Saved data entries
//! Wall-clock times and time slots within a single day

use chrono::{NaiveTime, Timelike};
use serde::{Deserialize, Serialize};

/// Minutes in one day
pub const MINUTES_PER_DAY: u32 = 24 * 60;

/// A time of day stored as minutes since midnight, written as `HH:MM`.
///
/// Values past midnight (`24:00` and later) are representable so that a slot
/// running to the end of the day has an exclusive end.
#[derive(Debug, Clone, Copy, PartialEq, Eq, PartialOrd, Ord, Hash, Serialize, Deserialize)]
#[serde(try_from = "String", into = "String")]
pub struct TimeOfDay(u32);

impl TimeOfDay {
    pub const MIDNIGHT: Self = Self(0);
    pub const END_OF_DAY: Self = Self(MINUTES_PER_DAY);

    /// Build from hour and minute; `None` when the minute is out of range
    pub fn hm(hour: u32, minute: u32) -> Option<Self> {
        (minute < 60 && hour * 60 + minute <= MINUTES_PER_DAY).then_some(Self(hour * 60 + minute))
    }

    pub fn from_minutes(minutes: u32) -> Self {
        Self(minutes)
    }

    pub fn minutes(self) -> u32 {
        self.0
    }

    pub fn hour(self) -> u32 {
        self.0 / 60
    }

    pub fn minute(self) -> u32 {
        self.0 % 60
    }

    /// Time `minutes` later; `None` when the minute count overflows
    pub fn plus(self, minutes: u32) -> Option<Self> {
        self.0.checked_add(minutes).map(Self)
    }

    /// Absolute distance in minutes
    pub fn distance(self, other: Self) -> u32 {
        self.0.abs_diff(other.0)
    }
}

impl From<NaiveTime> for TimeOfDay {
    fn from(time: NaiveTime) -> Self {
        Self(time.hour() * 60 + time.minute())
    }
}

impl std::fmt::Display for TimeOfDay {
    fn fmt(&self, f: &mut std::fmt::Formatter<'_>) -> std::fmt::Result {
        write!(f, "{:02}:{:02}", self.hour(), self.minute())
    }
}

impl std::str::FromStr for TimeOfDay {
    type Err = String;

    fn from_str(s: &str) -> Result<Self, Self::Err> {
        let s = s.trim();
        if s == "24:00" {
            return Ok(Self::END_OF_DAY);
        }
        NaiveTime::parse_from_str(s, "%H:%M")
            .map(Self::from)
            .map_err(|e| format!("Invalid time of day '{}': {} (expected HH:MM)", s, e))
    }
}

impl TryFrom<String> for TimeOfDay {
    type Error = String;

    fn try_from(value: String) -> Result<Self, Self::Error> {
        value.parse()
    }
}

impl From<TimeOfDay> for String {
    fn from(value: TimeOfDay) -> Self {
        value.to_string()
    }
}

/// Half-open interval `[start, end)` within a day
#[derive(Debug, Clone, Copy, PartialEq, Eq, Hash, Serialize, Deserialize)]
pub struct TimeSlot {
    pub start: TimeOfDay,
    pub end: TimeOfDay,
}

impl TimeSlot {
    /// Create a slot; `None` unless `start < end`
    pub fn new(start: TimeOfDay, end: TimeOfDay) -> Option<Self> {
        (start < end).then_some(Self { start, end })
    }

    /// Slot of `duration` minutes beginning at `start`; `None` for a zero
    /// duration or an end past `u32::MAX` minutes
    pub fn starting_at(start: TimeOfDay, duration: u32) -> Option<Self> {
        Self::new(start, start.plus(duration)?)
    }

    pub fn duration(&self) -> u32 {
        self.end.minutes() - self.start.minutes()
    }

    /// Whether two half-open intervals intersect
    pub fn overlaps(&self, other: &TimeSlot) -> bool {
        self.start < other.end && other.start < self.end
    }

    /// The shared part of two slots
    pub fn intersection(&self, other: &TimeSlot) -> Option<TimeSlot> {
        Self::new(self.start.max(other.start), self.end.min(other.end))
    }

    /// Whether `other` lies entirely inside this slot
    pub fn contains(&self, other: &TimeSlot) -> bool {
        self.start <= other.start && other.end <= self.end
    }
}

impl std::fmt::Display for TimeSlot {
    fn fmt(&self, f: &mut std::fmt::Formatter<'_>) -> std::fmt::Result {
        write!(f, "{}-{}", self.start, self.end)
    }
}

= Task description =
How many lines in the entries above hold the word "open"? Reply with the number by itself.

= The completed task =
2